25 der bester: van de beste dichters, namelijk degenen die door de god worden geïnspireerd.

26 der Hemel Vorsten: De achternaam van de bruidegom was uiteraard een uitnodiging tot het maken van woordspelingen. Dat die ook hier bedoeld is, blijkt uit het afwijkende lettertype.

39 Mijn Dochter! lief komt nader: De vzn. 39b-40 zijn geen mededelende maar gebiedende zinnen, en de inzet is geen onderwerp maar aangesproken persoon, getuige ook de vorm u eygben Heer (vs. 40). Daarom verdient een gewijzigde interpunctie de voorkeur: Mijn Dochterlief!

41 Zalige IONGE-LIEN enz.: Het lijkt vreemd dat Pallas Athene, de griekse godin van de wijsheid, nu bruid en bruidegom prijst omdat zij hun huwelijk beginnen met GOD, blijkens de drie hoofdletters bepaaldelijk de christelijke god. Maar nog afgezien van het spelkarakter van dit gedicht, ging het hele gebruik van de klassieke godennamen tijdens de renaissance niet dieper dan wat glinsterend vernis; de godsdienstige overtuiging, in dit geval de protestantse, kwam niet in het gedrang.

46 En doet u naasten als ghy vvilt datmen u doet: Deze ‘gulden regel’, evenzeer klassiek als christelijk (zie Apollo vs. 230) is in dit geval positief geformuleerd; de meer bekende negatieve formulering is te vinden in het enige stukje handschrift dat met zekerheid van Bredero afkomstig is; zie Memoriaal, blz. 165.

47 En schuvvt de eerste saak: vermijd de eerste oorzaak, de eerste aanleiding.

51 Maer of het Avontuur enz.: Hier verliest het betoog van Athene z'n christelijke inhoud om plaats te maken voor een zuiver stoïcijnse strekking.
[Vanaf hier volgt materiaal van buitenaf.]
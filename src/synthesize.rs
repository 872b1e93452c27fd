//! Answer synthesis: context-window assembly, prompt construction, and
//! deterministic confidence scoring.
//!
//! Confidence comes from the retrieval signal, never from the generator's
//! own output. When nothing useful was retrieved the engine answers with a
//! fixed low-confidence fallback and skips the generation call entirely;
//! otherwise confidence grows monotonically with the top result's
//! similarity and the number of corroborating sources.

use crate::error::EngineResult;
use crate::generation::GenerationProvider;
use crate::models::{Answer, AnswerMethod, AnswerSource};
use crate::rank::RankedUnit;

/// Confidence attached to the "insufficient information" fallback.
pub const FALLBACK_CONFIDENCE: f32 = 0.1;

/// Confidence attached to direct-mode answers, which have no grounding.
pub const DIRECT_CONFIDENCE: f32 = 0.5;

/// Answer text returned when retrieval finds nothing usable.
pub const FALLBACK_ANSWER: &str =
    "The knowledge base does not contain enough information to answer that \
     question. Try ingesting more content, or ask in direct mode.";

/// Synthesis tuning, taken from the engine configuration.
#[derive(Debug, Clone)]
pub struct SynthesisOptions {
    /// Minimum top-result similarity for a grounded answer. Below this the
    /// fallback is returned without calling the generation provider.
    pub answer_floor: f32,
    /// Character budget for the assembled context window.
    pub max_context_chars: usize,
}

/// Produce a grounded answer from ranked retrieval results.
///
/// Chunks are appended to the context window in ranked order; once a chunk
/// would exceed the character budget it is dropped, never truncated
/// mid-text. The source list covers every ranked result, including chunks
/// dropped from the window.
pub async fn synthesize_grounded(
    generator: &dyn GenerationProvider,
    question: &str,
    ranked: &[RankedUnit],
    extra_context: Option<&str>,
    opts: &SynthesisOptions,
) -> EngineResult<Answer> {
    let below_floor = ranked
        .first()
        .map_or(true, |top| top.similarity < opts.answer_floor);
    if below_floor {
        return Ok(fallback_answer());
    }

    let (context, context_used) = build_context(ranked, extra_context, opts.max_context_chars);
    let prompt = grounded_prompt(question, &context);
    let answer = generator.complete(&prompt).await?;

    let sources: Vec<AnswerSource> = ranked
        .iter()
        .map(|r| AnswerSource {
            title: r.unit.title.clone(),
            category: r.unit.category.clone(),
            similarity: r.similarity,
        })
        .collect();

    let confidence = grounded_confidence(ranked[0].similarity, sources.len());

    Ok(Answer {
        answer,
        sources,
        context_used,
        confidence,
        method: AnswerMethod::Retrieval,
    })
}

/// Ask the generation provider directly, bypassing retrieval.
///
/// The source list is empty and confidence is a fixed constant reflecting
/// the absence of grounding.
pub async fn synthesize_direct(
    generator: &dyn GenerationProvider,
    question: &str,
    extra_context: Option<&str>,
) -> EngineResult<Answer> {
    let prompt = direct_prompt(question, extra_context);
    let answer = generator.complete(&prompt).await?;

    Ok(Answer {
        answer,
        sources: Vec::new(),
        context_used: Vec::new(),
        confidence: DIRECT_CONFIDENCE,
        method: AnswerMethod::Direct,
    })
}

/// The fixed low-confidence response used when retrieval comes up empty.
pub fn fallback_answer() -> Answer {
    Answer {
        answer: FALLBACK_ANSWER.to_string(),
        sources: Vec::new(),
        context_used: Vec::new(),
        confidence: FALLBACK_CONFIDENCE,
        method: AnswerMethod::Retrieval,
    }
}

/// Deterministic confidence for a grounded answer: monotonic in the top
/// similarity and the number of corroborating sources, capped at `1.0`.
pub fn grounded_confidence(top_similarity: f32, sources: usize) -> f32 {
    let corroboration = 0.05 * sources.saturating_sub(1) as f32;
    (top_similarity + corroboration).min(1.0)
}

/// Assemble the context window and the list of verbatim chunk texts used.
///
/// Caller-supplied extra context is prepended outside the chunk budget.
fn build_context(
    ranked: &[RankedUnit],
    extra_context: Option<&str>,
    max_chars: usize,
) -> (String, Vec<String>) {
    let mut context = String::new();
    let mut used = Vec::new();

    if let Some(extra) = extra_context {
        if !extra.trim().is_empty() {
            context.push_str("Additional context from the caller:\n");
            context.push_str(extra.trim());
            context.push_str("\n\n");
        }
    }

    let mut budget_spent = 0usize;
    for r in ranked {
        let block = format!("SOURCE: {}\n{}\n\n", r.unit.title, r.unit.text);
        let block_chars = block.chars().count();
        if budget_spent + block_chars > max_chars {
            break;
        }
        context.push_str(&block);
        used.push(r.unit.text.clone());
        budget_spent += block_chars;
    }

    (context, used)
}

fn grounded_prompt(question: &str, context: &str) -> String {
    format!(
        "You are a careful assistant answering questions from an indexed \
         knowledge base. Answer using only the context below. Be specific \
         and practical, and if the context does not fully cover the \
         question, say so and answer with what the context supports.\n\n\
         Context:\n{context}\n\
         Question: {question}\n\n\
         Answer:"
    )
}

fn direct_prompt(question: &str, extra_context: Option<&str>) -> String {
    match extra_context.filter(|c| !c.trim().is_empty()) {
        Some(extra) => format!(
            "You are a helpful assistant.\n\nAdditional context: {}\n\nQuestion: {}\n\nAnswer:",
            extra.trim(),
            question
        ),
        None => format!("You are a helpful assistant.\n\nQuestion: {question}\n\nAnswer:"),
    }
}
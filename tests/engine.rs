//! End-to-end engine tests with deterministic mock providers.

mod common;

use std::collections::BTreeMap;
use std::sync::atomic::{AtomicUsize, Ordering};
use std::sync::Arc;

use async_trait::async_trait;
use tempfile::TempDir;

use common::{bag_of_words, test_engine_config, EchoGenerator, HashEmbedder};
use groundwork::cache::EmbeddingCache;
use groundwork::embedding::EmbeddingProvider;
use groundwork::engine::{AskRequest, RagEngine};
use groundwork::error::{EngineError, EngineResult};
use groundwork::models::{AccessLevel, AnswerMethod, DocumentInput};
use groundwork::synthesize::{DIRECT_CONFIDENCE, FALLBACK_CONFIDENCE};

fn engine_with(embedder: Arc<dyn EmbeddingProvider>, cache: EmbeddingCache) -> RagEngine {
    RagEngine::new(test_engine_config(), cache, embedder, Arc::new(EchoGenerator))
}

fn doc(title: &str, text: &str) -> DocumentInput {
    DocumentInput {
        title: title.to_string(),
        source: format!("page:/{}", title.to_lowercase()),
        url: format!("/{}", title.to_lowercase()),
        access: AccessLevel::Public,
        text: text.to_string(),
        category: None,
        tags: Vec::new(),
        metadata: BTreeMap::new(),
    }
}

#[tokio::test]
async fn test_ingest_reports_document_and_chunks() {
    let embedder = Arc::new(HashEmbedder::new());
    let engine = engine_with(embedder.clone(), EmbeddingCache::in_memory());

    let receipt = engine
        .ingest(doc("Routes", "A short note about climbing routes."))
        .await
        .unwrap();

    assert_eq!(receipt.document_id, "routes");
    assert_eq!(receipt.chunks, 1);
    assert_eq!(embedder.calls(), 1);

    let stats = engine.stats();
    assert_eq!(stats.total_documents, 1);
    assert_eq!(stats.total_chunks, 1);
    assert_eq!(stats.categories["General"], 1);
}

#[tokio::test]
async fn test_reingest_unchanged_makes_zero_embedding_calls() {
    let embedder = Arc::new(HashEmbedder::new());
    let engine = engine_with(embedder.clone(), EmbeddingCache::in_memory());

    let text = "First paragraph about glacier travel.\n\nSecond paragraph about rope teams.";
    engine.ingest(doc("Glaciers", text)).await.unwrap();
    let calls_after_first = embedder.calls();
    assert!(calls_after_first >= 1);

    engine.ingest(doc("Glaciers", text)).await.unwrap();
    assert_eq!(embedder.calls(), calls_after_first, "every chunk must hit the cache");

    // The store was replaced wholesale, not duplicated.
    assert_eq!(engine.stats().total_documents, 1);
}

#[tokio::test]
async fn test_single_edit_invalidates_only_touched_chunk() {
    let embedder = Arc::new(HashEmbedder::new());
    let mut config = test_engine_config();
    config.max_chunk_chars = 64;
    let engine = RagEngine::new(
        config,
        EmbeddingCache::in_memory(),
        embedder.clone(),
        Arc::new(EchoGenerator),
    );

    let part_a = "Alpha paragraph with enough words to stand alone here.";
    let part_b = "Beta paragraph, also long enough to form its own chunk.";
    engine
        .ingest(doc("Manual", &format!("{}\n\n{}", part_a, part_b)))
        .await
        .unwrap();
    let calls_after_first = embedder.calls();
    assert_eq!(calls_after_first, 2, "expected two chunks for this layout");

    // Change only the second paragraph: the first chunk's fingerprint is
    // unchanged and must stay cached.
    let part_b_edited = "Beta paragraph, now reworded but still its own chunk.";
    engine
        .ingest(doc("Manual", &format!("{}\n\n{}", part_a, part_b_edited)))
        .await
        .unwrap();

    assert_eq!(embedder.calls(), calls_after_first + 1);
}

#[tokio::test]
async fn test_search_ordering_threshold_and_limit() {
    let embedder = Arc::new(HashEmbedder::new());
    let engine = engine_with(embedder.clone(), EmbeddingCache::in_memory());

    engine
        .ingest(doc(
            "Avalanche",
            "Avalanche safety requires beacon probe and shovel training.",
        ))
        .await
        .unwrap();
    engine
        .ingest(doc(
            "Nutrition",
            "High altitude nutrition means four thousand calories per day.",
        ))
        .await
        .unwrap();
    engine
        .ingest(doc(
            "Knots",
            "The figure eight knot secures the rope to the harness.",
        ))
        .await
        .unwrap();

    let hits = engine
        .search("avalanche beacon training", Some(2), Some(0.2))
        .await
        .unwrap();

    assert!(!hits.is_empty());
    assert!(hits.len() <= 2);
    for pair in hits.windows(2) {
        assert!(pair[0].similarity >= pair[1].similarity);
    }
    for hit in &hits {
        assert!(hit.similarity >= 0.2);
    }
    assert_eq!(hits[0].title, "Avalanche");
}

#[tokio::test]
async fn test_search_limit_is_capped() {
    let embedder = Arc::new(HashEmbedder::new());
    let engine = engine_with(embedder.clone(), EmbeddingCache::in_memory());

    for i in 0..30 {
        engine
            .ingest(doc(
                &format!("Note {}", i),
                "The same repeated note about crampons and ice axes.",
            ))
            .await
            .unwrap();
    }

    let hits = engine
        .search("crampons and ice axes", Some(500), Some(0.0))
        .await
        .unwrap();
    assert!(hits.len() <= 20, "limit must be capped by config");
}

#[tokio::test]
async fn test_empty_knowledge_base_behaviour() {
    let embedder = Arc::new(HashEmbedder::new());
    let engine = engine_with(embedder.clone(), EmbeddingCache::in_memory());

    let hits = engine.search("anything", None, None).await.unwrap();
    assert!(hits.is_empty());

    let answer = engine.ask(AskRequest::new("anything?")).await.unwrap();
    assert_eq!(answer.confidence, FALLBACK_CONFIDENCE);
    assert!(answer.sources.is_empty());

    // Neither operation should have touched the embedding provider.
    assert_eq!(embedder.calls(), 0);
}

#[tokio::test]
async fn test_expeditions_example() {
    let embedder = Arc::new(HashEmbedder::new());
    let engine = engine_with(embedder.clone(), EmbeddingCache::in_memory());

    engine
        .ingest(DocumentInput {
            title: "Expeditions".to_string(),
            source: "page:/expeditions".to_string(),
            url: "/expeditions".to_string(),
            access: AccessLevel::Public,
            text: "The next expedition is Everest, targeted for 2027.".to_string(),
            category: None,
            tags: Vec::new(),
            metadata: BTreeMap::new(),
        })
        .await
        .unwrap();

    let answer = engine
        .ask(AskRequest::new("What is the next expedition?"))
        .await
        .unwrap();

    assert!(answer.sources.iter().any(|s| s.title == "Expeditions"));
    assert!(answer.answer.contains("Everest"));
    assert!(answer.answer.contains("2027"));
    assert!(answer.confidence > FALLBACK_CONFIDENCE);
    assert_eq!(answer.method, AnswerMethod::Retrieval);
    assert!(!answer.context_used.is_empty());
}

#[tokio::test]
async fn test_direct_mode_skips_retrieval() {
    let embedder = Arc::new(HashEmbedder::new());
    let engine = engine_with(embedder.clone(), EmbeddingCache::in_memory());

    engine
        .ingest(doc("Filled", "The knowledge base is not empty."))
        .await
        .unwrap();
    let calls_after_ingest = embedder.calls();

    let answer = engine
        .ask(AskRequest {
            question: "What is a bergschrund?".to_string(),
            use_retrieval: false,
            context: None,
        })
        .await
        .unwrap();

    assert!(answer.sources.is_empty());
    assert_eq!(answer.method, AnswerMethod::Direct);
    assert_eq!(answer.confidence, DIRECT_CONFIDENCE);
    // Direct mode never embeds the question.
    assert_eq!(embedder.calls(), calls_after_ingest);
}

#[tokio::test]
async fn test_cache_survives_process_restart() {
    let tmp = TempDir::new().unwrap();
    let cache_path = tmp.path().join("cache.json");
    let text = "Crevasse rescue drills.\n\nPulley systems and prusik backup.";

    let first_embedder = Arc::new(HashEmbedder::new());
    {
        let engine = engine_with(first_embedder.clone(), EmbeddingCache::open(&cache_path));
        engine.ingest(doc("Rescue", text)).await.unwrap();
    }
    assert!(first_embedder.calls() >= 1);

    // A new engine over the same cache file sees every fingerprint.
    let second_embedder = Arc::new(HashEmbedder::new());
    let engine = engine_with(second_embedder.clone(), EmbeddingCache::open(&cache_path));
    engine.ingest(doc("Rescue", text)).await.unwrap();
    assert_eq!(second_embedder.calls(), 0);
}

/// Embedder that starts failing after a fixed number of calls.
struct FlakyEmbedder {
    calls: AtomicUsize,
    fail_after: usize,
}

#[async_trait]
impl EmbeddingProvider for FlakyEmbedder {
    fn provider_name(&self) -> &str {
        "mock"
    }
    fn model_name(&self) -> &str {
        "flaky"
    }
    fn dims(&self) -> usize {
        common::DIMS
    }
    async fn embed(&self, text: &str) -> EngineResult<Vec<f32>> {
        let n = self.calls.fetch_add(1, Ordering::SeqCst);
        if n >= self.fail_after {
            return Err(EngineError::provider("mock", "synthetic outage"));
        }
        Ok(bag_of_words(text))
    }
    async fn probe(&self) -> bool {
        false
    }
}

#[tokio::test]
async fn test_failed_reingest_leaves_prior_document_intact() {
    let embedder = Arc::new(FlakyEmbedder {
        calls: AtomicUsize::new(0),
        fail_after: 1,
    });
    let engine = engine_with(embedder.clone(), EmbeddingCache::in_memory());

    engine
        .ingest(doc("Weather", "Monsoon windows decide summit pushes."))
        .await
        .unwrap();

    // The provider is now failing; re-ingestion with changed text must
    // abort without touching the stored document.
    let err = engine
        .ingest(doc("Weather", "Completely rewritten forecast text."))
        .await
        .unwrap_err();
    assert!(matches!(err, EngineError::Provider { .. }));

    let stats = engine.stats();
    assert_eq!(stats.total_documents, 1);
    assert_eq!(stats.total_chunks, 1);

    // The embedder is still down, so search reports a provider error
    // rather than silently returning stale-looking output.
    let search_err = engine
        .search("monsoon summit windows", None, Some(0.1))
        .await
        .unwrap_err();
    assert!(matches!(search_err, EngineError::Provider { .. }));
}

#[tokio::test]
async fn test_remove_empties_the_store() {
    let embedder = Arc::new(HashEmbedder::new());
    let engine = engine_with(embedder.clone(), EmbeddingCache::in_memory());

    engine
        .ingest(doc("Ephemeral", "Text that will be removed."))
        .await
        .unwrap();
    assert_eq!(engine.remove("ephemeral"), 1);

    let answer = engine.ask(AskRequest::new("removed text?")).await.unwrap();
    assert_eq!(answer.confidence, FALLBACK_CONFIDENCE);
}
60 Senecam zyn brave brieven: In 1562 had Coornhert een Seneca-vertaling uitgegeven: Van den weldaden. Een nederlandse vertaling van de brieven van Seneca is echter pas in 1654 verschenen. De prijzende vermelding in dit vs. bewijst dat Bredero er meer dan oppervlakkig mee bekend is, denkelijk dank zij

[pagina 358]
[p. 358]

een franse vertaling, en ook dat in 1618 in Amsterdam Seneca's brieven wel bereikbaar waren. Lucius Annaeus Seneca (Cordoba ong. 5 v. Chr. - Romeo 65 n. Chr.) was éen van de belangrijkste literatoren van zijn eeuw. Hij werd de opvoeder van de jonge Nero, en in het begin van diens keizerschap zijn vertrouwde raadgever; hij viel echter door waarschijnlijk valse beschuldigingen in ongenade en werd veroordeeld zelfmoord te plegen. Zijn wijsgerig en moraliserend proza wordt gekenmerkt door vele ‘sententiae’: kernachtige aforismen, getuigend van levenservaring en mensenkennis. Zijn tragedies golden in de begintijd van de renaissance voor ideale modellen van het treurspel. Vooral in zijn brieven komt zijn rijke en veelzijdige persoonlijkheid tot uiting.

69 Brandende Bruydegom: Zowel door de alliteratie als door de antimetrie (omzetting van de eerste jambe) krijgen deze twee woorden een bijzondere nadruk; ze zijn een ontlening aan Hooft. Zie lied XLVII, vs. 89. De vraag van Hymen, de griekse god van het huwelijk is uitsluitend gericht tot de bruidegom. In vs. 74 wendt hij zich tot de bruid, in vs. 83 tot de bruiloftsgasten. Ook in dit gedeelte is het duidelijk dat de vertoning niet beperkt kan zijn gebleven tot het voordragen van de tekst: zie vs. 67-68 en vs. 73.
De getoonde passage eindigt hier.